Tudo isso conforma um desastre político e diplomático sem precedentes em nossa trajetória de quase dois séculos de lenta construção de uma política externa respeitável e respeitada em âmbito mundial, e mais do que vergonhoso para o corpo profissional do Itamaraty.
Continuarei acompanhando as confusões na área externa, com a compreensível preocupação de um profissional do setor, estarrecido com a diminuição do nosso prestígio internacional, em proporções nunca antes vistas em nossa história diplomática. Lamento ter de desempenhar esse papel de alerta, mas estou seguro de interpretar o sentimento e as apreensões da maior parte dos meus colegas de carreira e de muitos observadores externos.

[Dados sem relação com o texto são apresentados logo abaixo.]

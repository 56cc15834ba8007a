//! # rc-compiler
//!
//! Compiles validated Rule Cards into Compiled Agent Packages.
//!
//! The IDE guidance agent and the CI validation engine both read these
//! packages, so the compiler's job is to make them identical for identical
//! input: same cards in, same bytes out.
//!
//! Pipeline (see [`Compiler`]):
//!
//! 1. Load and validate the card corpus (parallel, then a join barrier).
//! 2. Load the manifest and resolve cards to agents.
//! 3. Aggregate one [`CompiledAgentPackage`] per agent (parallel).
//! 4. Write every package or none ([`PackageWriter`]).
//!
//! Every problem is collected into a [`BuildReport`]; a report with any
//! error means nothing was written.

pub mod aggregate;
pub mod config;
pub mod error;
pub mod package;
pub mod pipeline;
pub mod report;
pub mod stamp;
pub mod verify;
pub mod writer;

pub use aggregate::{compile_agent, merge_validation_hooks, DEFAULT_ATTRIBUTION};
pub use config::CompilerConfig;
pub use error::CompileError;
pub use package::CompiledAgentPackage;
pub use pipeline::{BuildOutcome, Compiler};
pub use report::{BuildReport, Diagnostic, DiagnosticKind, Level};
pub use stamp::BuildStamp;
pub use verify::{verify_package, verify_selection, VerifyFinding};
pub use writer::{PackageWriter, WrittenPackage};
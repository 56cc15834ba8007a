// mod.rs — Subcommands and the flags they share.

pub mod build;
pub mod list;
pub mod verify;

use std::path::PathBuf;

use clap::{Args, ValueEnum};
use rc_compiler::{BuildReport, CompilerConfig, Level};

/// Report output format on stdout.
#[derive(Clone, Copy, PartialEq, Eq, ValueEnum)]
pub enum ReportFormat {
    Text,
    Json,
}

/// Flags shared by the commands that run the pipeline. Each one overrides
/// the matching `rulecard.toml` value.
#[derive(Args)]
pub struct BuildArgs {
    /// Rule Card root directory.
    #[arg(long)]
    rules_dir: Option<PathBuf>,
    /// Agent manifest file.
    #[arg(long)]
    manifest: Option<PathBuf>,
    /// Package output directory.
    #[arg(long)]
    out: Option<PathBuf>,
    /// Skip invalid cards with a warning instead of failing.
    #[arg(long)]
    lenient: bool,
    /// Worker threads (0 = available parallelism).
    #[arg(long)]
    workers: Option<usize>,
    /// Report format on stdout.
    #[arg(long, value_enum, default_value_t = ReportFormat::Text)]
    pub format: ReportFormat,
}

impl BuildArgs {
    pub fn apply(&self, config: &CompilerConfig) -> CompilerConfig {
        let mut config = config.clone();
        if let Some(dir) = &self.rules_dir {
            config.paths.rules_dir = dir.clone();
        }
        if let Some(manifest) = &self.manifest {
            config.paths.manifest = manifest.clone();
        }
        if let Some(out) = &self.out {
            config.paths.output_dir = out.clone();
        }
        if self.lenient {
            config.build.lenient = true;
        }
        if let Some(workers) = self.workers {
            config.build.workers = workers;
        }
        config
    }
}

/// Print the report. Text output hides info-level entries unless verbose.
pub fn print_report(report: &BuildReport, format: ReportFormat, verbose: bool) -> anyhow::Result<()> {
    match format {
        ReportFormat::Text => {
            let min_level = if verbose { Level::Info } else { Level::Warning };
            let stdout = std::io::stdout();
            report.render(&mut stdout.lock(), min_level)?;
        }
        ReportFormat::Json => println!("{}", serde_json::to_string_pretty(report)?),
    }
    Ok(())
}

Ao corpo diplomático estrangeiro, que ainda busca explicações para certos atos inexplicáveis dos atuais titulares do setor, caberia uma palavra de caução quanto a possíveis novos desenvolvimentos nessa área, que não posso oferecer neste momento, por absoluta falta de clareza em torno da possível trajetória a partir dos desastres atuais já enunciados: ou recrudescimento nos erros e equívocos já materializados, ou modesta correção de rumos, que no momento julgo ser improvável. Isso exigiria uma revolução mental por parte do principal responsável e um abandono dos assessores ineptos que não me parece perto de ocorrer. Ou seja, o Brasil poderá continuar exibindo mediocridade governamental e diplomática pelos três anos à frente.